### DATA

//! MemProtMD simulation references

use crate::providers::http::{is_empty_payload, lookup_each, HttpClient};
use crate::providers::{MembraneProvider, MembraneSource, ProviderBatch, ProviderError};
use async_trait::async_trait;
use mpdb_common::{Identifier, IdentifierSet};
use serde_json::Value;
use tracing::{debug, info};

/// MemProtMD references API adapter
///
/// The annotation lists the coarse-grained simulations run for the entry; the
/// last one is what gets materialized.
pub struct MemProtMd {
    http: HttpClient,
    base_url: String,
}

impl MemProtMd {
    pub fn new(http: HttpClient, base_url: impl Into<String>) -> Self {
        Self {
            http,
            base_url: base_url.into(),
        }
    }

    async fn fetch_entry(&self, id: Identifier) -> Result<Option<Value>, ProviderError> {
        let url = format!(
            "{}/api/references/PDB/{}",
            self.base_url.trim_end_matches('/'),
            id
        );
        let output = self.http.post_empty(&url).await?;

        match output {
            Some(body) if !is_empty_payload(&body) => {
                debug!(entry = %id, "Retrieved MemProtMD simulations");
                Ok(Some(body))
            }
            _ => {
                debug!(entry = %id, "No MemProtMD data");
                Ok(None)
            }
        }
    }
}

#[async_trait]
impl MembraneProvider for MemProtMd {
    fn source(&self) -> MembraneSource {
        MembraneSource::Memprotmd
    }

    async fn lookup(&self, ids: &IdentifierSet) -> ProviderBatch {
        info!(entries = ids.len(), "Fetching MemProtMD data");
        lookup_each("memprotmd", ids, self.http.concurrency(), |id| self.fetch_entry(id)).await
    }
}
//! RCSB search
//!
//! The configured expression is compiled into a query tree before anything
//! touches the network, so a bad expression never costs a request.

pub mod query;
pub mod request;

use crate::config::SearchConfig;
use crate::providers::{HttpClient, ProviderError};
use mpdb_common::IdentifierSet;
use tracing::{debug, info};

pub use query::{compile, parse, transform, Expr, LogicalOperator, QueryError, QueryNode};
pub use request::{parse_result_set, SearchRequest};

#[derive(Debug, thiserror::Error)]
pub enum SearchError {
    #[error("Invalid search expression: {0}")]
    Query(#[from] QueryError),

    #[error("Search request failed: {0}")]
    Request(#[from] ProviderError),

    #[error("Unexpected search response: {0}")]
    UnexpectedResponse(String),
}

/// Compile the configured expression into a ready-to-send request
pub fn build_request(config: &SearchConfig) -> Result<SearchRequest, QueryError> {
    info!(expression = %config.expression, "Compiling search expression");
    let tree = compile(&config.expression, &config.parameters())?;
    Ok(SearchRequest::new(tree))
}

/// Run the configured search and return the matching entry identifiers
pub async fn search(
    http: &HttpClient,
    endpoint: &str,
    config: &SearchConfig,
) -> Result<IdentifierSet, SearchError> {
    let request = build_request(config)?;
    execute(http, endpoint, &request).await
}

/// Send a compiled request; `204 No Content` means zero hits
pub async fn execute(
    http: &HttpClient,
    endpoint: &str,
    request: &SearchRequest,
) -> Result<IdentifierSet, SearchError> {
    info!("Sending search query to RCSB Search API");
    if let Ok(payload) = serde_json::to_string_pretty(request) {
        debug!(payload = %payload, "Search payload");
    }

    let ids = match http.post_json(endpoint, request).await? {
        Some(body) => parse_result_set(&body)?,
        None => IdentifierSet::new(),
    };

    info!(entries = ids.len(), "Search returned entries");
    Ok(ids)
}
---
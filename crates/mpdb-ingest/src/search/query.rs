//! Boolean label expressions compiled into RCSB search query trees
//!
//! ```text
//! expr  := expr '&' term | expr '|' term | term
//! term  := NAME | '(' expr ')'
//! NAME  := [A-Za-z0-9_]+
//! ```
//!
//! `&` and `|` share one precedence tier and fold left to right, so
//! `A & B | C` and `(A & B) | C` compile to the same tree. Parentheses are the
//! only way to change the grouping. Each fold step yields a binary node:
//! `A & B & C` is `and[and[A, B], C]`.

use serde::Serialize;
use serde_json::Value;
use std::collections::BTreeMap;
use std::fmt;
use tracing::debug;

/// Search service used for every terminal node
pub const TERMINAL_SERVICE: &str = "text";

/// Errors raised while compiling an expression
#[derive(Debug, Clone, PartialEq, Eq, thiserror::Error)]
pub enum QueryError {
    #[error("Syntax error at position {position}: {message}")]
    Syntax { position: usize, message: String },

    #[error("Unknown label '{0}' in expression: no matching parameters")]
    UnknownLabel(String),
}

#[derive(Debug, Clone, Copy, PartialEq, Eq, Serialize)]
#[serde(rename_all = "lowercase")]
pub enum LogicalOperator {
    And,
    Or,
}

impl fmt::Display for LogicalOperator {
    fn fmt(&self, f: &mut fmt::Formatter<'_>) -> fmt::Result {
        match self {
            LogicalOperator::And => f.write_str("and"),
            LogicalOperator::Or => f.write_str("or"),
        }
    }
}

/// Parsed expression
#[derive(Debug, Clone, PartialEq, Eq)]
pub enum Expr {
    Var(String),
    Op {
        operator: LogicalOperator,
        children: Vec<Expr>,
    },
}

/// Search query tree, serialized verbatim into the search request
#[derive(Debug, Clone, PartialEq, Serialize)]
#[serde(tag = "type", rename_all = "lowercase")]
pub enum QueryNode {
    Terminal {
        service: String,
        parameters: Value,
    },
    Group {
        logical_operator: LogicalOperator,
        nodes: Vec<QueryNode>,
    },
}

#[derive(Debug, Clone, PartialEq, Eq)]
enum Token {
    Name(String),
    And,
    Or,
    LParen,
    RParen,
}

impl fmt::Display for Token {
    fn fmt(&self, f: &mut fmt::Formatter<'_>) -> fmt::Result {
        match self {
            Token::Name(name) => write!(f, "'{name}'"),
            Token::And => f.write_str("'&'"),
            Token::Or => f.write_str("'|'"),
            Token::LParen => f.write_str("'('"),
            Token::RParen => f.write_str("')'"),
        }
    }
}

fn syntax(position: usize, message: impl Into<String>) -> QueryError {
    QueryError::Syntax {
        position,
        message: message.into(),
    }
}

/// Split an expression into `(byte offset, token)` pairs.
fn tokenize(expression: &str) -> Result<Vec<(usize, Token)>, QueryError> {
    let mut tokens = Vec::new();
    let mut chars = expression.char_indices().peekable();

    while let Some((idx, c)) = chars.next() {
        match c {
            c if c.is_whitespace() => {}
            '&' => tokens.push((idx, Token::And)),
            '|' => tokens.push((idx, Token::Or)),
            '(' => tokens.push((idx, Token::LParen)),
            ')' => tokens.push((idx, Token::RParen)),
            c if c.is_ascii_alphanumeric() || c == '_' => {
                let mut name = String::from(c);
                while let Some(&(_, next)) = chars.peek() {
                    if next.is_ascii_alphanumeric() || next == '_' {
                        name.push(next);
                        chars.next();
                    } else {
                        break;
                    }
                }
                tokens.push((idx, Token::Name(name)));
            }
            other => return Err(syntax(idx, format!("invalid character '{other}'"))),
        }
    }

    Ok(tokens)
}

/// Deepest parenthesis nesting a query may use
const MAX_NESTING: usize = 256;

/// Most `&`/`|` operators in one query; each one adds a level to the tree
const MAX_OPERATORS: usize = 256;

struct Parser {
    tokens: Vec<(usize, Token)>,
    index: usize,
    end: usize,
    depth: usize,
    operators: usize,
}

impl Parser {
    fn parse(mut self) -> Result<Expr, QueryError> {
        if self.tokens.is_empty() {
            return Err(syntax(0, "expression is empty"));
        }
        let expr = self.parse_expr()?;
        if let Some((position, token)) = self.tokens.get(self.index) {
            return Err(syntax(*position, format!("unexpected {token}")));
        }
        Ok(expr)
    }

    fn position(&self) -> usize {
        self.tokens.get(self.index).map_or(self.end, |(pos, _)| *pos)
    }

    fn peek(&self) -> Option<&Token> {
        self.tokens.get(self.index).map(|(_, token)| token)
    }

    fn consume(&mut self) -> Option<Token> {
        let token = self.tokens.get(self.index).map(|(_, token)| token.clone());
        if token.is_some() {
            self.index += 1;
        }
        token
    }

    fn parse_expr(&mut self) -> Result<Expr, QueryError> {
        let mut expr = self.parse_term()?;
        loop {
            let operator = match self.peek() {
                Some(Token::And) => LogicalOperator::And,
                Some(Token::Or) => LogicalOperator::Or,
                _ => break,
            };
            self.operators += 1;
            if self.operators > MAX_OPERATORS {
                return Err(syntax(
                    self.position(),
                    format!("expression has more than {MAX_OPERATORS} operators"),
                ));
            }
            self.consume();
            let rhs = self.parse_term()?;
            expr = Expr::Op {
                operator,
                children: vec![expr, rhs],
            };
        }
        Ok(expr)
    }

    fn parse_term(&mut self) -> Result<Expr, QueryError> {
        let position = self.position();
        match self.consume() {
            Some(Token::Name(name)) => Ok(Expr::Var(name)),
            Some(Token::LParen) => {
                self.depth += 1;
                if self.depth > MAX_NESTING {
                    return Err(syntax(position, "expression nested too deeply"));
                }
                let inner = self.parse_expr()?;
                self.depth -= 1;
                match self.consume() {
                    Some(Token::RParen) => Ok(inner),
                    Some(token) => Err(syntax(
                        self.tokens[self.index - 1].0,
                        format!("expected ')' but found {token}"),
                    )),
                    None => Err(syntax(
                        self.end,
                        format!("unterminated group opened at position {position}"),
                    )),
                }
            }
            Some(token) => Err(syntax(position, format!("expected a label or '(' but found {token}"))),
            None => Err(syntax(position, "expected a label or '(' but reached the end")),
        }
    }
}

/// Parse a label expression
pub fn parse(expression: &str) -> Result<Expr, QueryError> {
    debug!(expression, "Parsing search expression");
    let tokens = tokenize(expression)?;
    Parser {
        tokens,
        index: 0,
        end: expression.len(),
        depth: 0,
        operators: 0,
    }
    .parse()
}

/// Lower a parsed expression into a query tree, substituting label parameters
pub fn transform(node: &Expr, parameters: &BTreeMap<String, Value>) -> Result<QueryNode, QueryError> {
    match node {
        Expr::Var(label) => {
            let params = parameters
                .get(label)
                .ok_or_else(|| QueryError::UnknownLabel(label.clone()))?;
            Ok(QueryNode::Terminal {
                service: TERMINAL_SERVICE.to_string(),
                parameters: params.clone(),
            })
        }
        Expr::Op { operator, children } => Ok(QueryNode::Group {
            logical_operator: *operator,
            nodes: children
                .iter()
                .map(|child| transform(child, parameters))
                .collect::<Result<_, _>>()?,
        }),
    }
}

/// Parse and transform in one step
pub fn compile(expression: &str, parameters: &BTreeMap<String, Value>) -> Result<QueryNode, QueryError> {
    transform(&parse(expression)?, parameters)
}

### DIRECTIONS
How many of the lines above hold the word "configured"? Answer with only the number.

### EXERCISE OUTPUT
3